The data should be printed in full, character for character.

—————

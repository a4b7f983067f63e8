use crate::base::module::TimedModule;
use crate::fabric::bridge::Adjacency;
use crate::fabric::reservation::ReservationEngine;
use crate::fabric::{FabricConfig, Route, SuperNetwork};
use crate::flit::{Credit, Flit, FlitClass};
use crate::subnet::{Endpoint, SubnetConfig, SubnetKind};

fn fabric(config: FabricConfig) -> SuperNetwork {
    SuperNetwork::new(config, &SubnetConfig::default()).expect("valid config")
}

/// One cycle with every node draining its ejection queue and returning credits.
fn step(fab: &mut SuperNetwork, inbox: &mut Vec<(usize, Flit)>) {
    fab.read_inputs();
    for node in 0..fab.num_nodes() {
        while let Some(flit) = fab.read_flit(node) {
            fab.write_credit(Credit::new(), node);
            inbox.push((node, flit));
        }
    }
    fab.evaluate();
    fab.write_outputs();
}

fn request(id: u64, flow: usize, src: usize, dest: usize, len: usize) -> Flit {
    let mut flit = Flit::new(id, flow, FlitClass::Request, src, dest, 0);
    ReservationEngine::initialize_bit_vector(&mut flit, len, 0);
    flit
}

/// Give `flow` the first open slot at or after `earliest` on cluster 0 channel 0.
fn hold_slot(fab: &mut SuperNetwork, flow: usize, earliest: u64) {
    let len = fab.config().bit_vector_length;
    let mut holder = request(0, flow, 0, 4, len);
    fab.engine
        .reserve_bit_vector(&mut holder, 0, 0, earliest, 0)
        .expect("slot should be free");
}

#[test]
fn cross_cluster_flit_takes_one_transition_hop() {
    let mut fab = fabric(FabricConfig::default());
    fab.write_flit(Flit::new(1, 0, FlitClass::Ordinary, 0, 5, 0), 0);
    let mut inbox = Vec::new();
    for _ in 0..40 {
        step(&mut fab, &mut inbox);
    }
    assert_eq!(1, inbox.len());
    let (node, flit) = &inbox[0];
    assert_eq!(5, *node);
    assert_eq!(1, flit.cluster_hops);
    assert_eq!(4, flit.transition_cycles);
    assert_eq!(2, flit.hops);
    assert_eq!(1, fab.stats().transitions);
    assert!(fab.is_idle());
}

—————

* SOLVED PROBLEM
repository a4b7f983067f63e8
use crate::base::module::TimedModule;
use crate::fabric::bridge::Adjacency;
use crate::fabric::reservation::ReservationEngine;
use crate::fabric::{FabricConfig, Route, SuperNetwork};
use crate::flit::{Credit, Flit, FlitClass};
use crate::subnet::{Endpoint, SubnetConfig, SubnetKind};

fn fabric(config: FabricConfig) -> SuperNetwork {
    SuperNetwork::new(config, &SubnetConfig::default()).expect("valid config")
}

/// One cycle with every node draining its ejection queue and returning credits.
fn step(fab: &mut SuperNetwork, inbox: &mut Vec<(usize, Flit)>) {
    fab.read_inputs();
    for node in 0..fab.num_nodes() {
        while let Some(flit) = fab.read_flit(node) {
            fab.write_credit(Credit::new(), node);
            inbox.push((node, flit));
        }
    }
    fab.evaluate();
    fab.write_outputs();
}

fn request(id: u64, flow: usize, src: usize, dest: usize, len: usize) -> Flit {
    let mut flit = Flit::new(id, flow, FlitClass::Request, src, dest, 0);
    ReservationEngine::initialize_bit_vector(&mut flit, len, 0);
    flit
}

/// Give `flow` the first open slot at or after `earliest` on cluster 0 channel 0.
fn hold_slot(fab: &mut SuperNetwork, flow: usize, earliest: u64) {
    let len = fab.config().bit_vector_length;
    let mut holder = request(0, flow, 0, 4, len);
    fab.engine
        .reserve_bit_vector(&mut holder, 0, 0, earliest, 0)
        .expect("slot should be free");
}

#[test]
fn cross_cluster_flit_takes_one_transition_hop() {
    let mut fab = fabric(FabricConfig::default());
    fab.write_flit(Flit::new(1, 0, FlitClass::Ordinary, 0, 5, 0), 0);
    let mut inbox = Vec::new();
    for _ in 0..40 {
        step(&mut fab, &mut inbox);
    }
    assert_eq!(1, inbox.len());
    let (node, flit) = &inbox[0];
    assert_eq!(5, *node);
    assert_eq!(1, flit.cluster_hops);
    assert_eq!(4, flit.transition_cycles);
    assert_eq!(2, flit.hops);
    assert_eq!(1, fab.stats().transitions);
    assert!(fab.is_idle());
}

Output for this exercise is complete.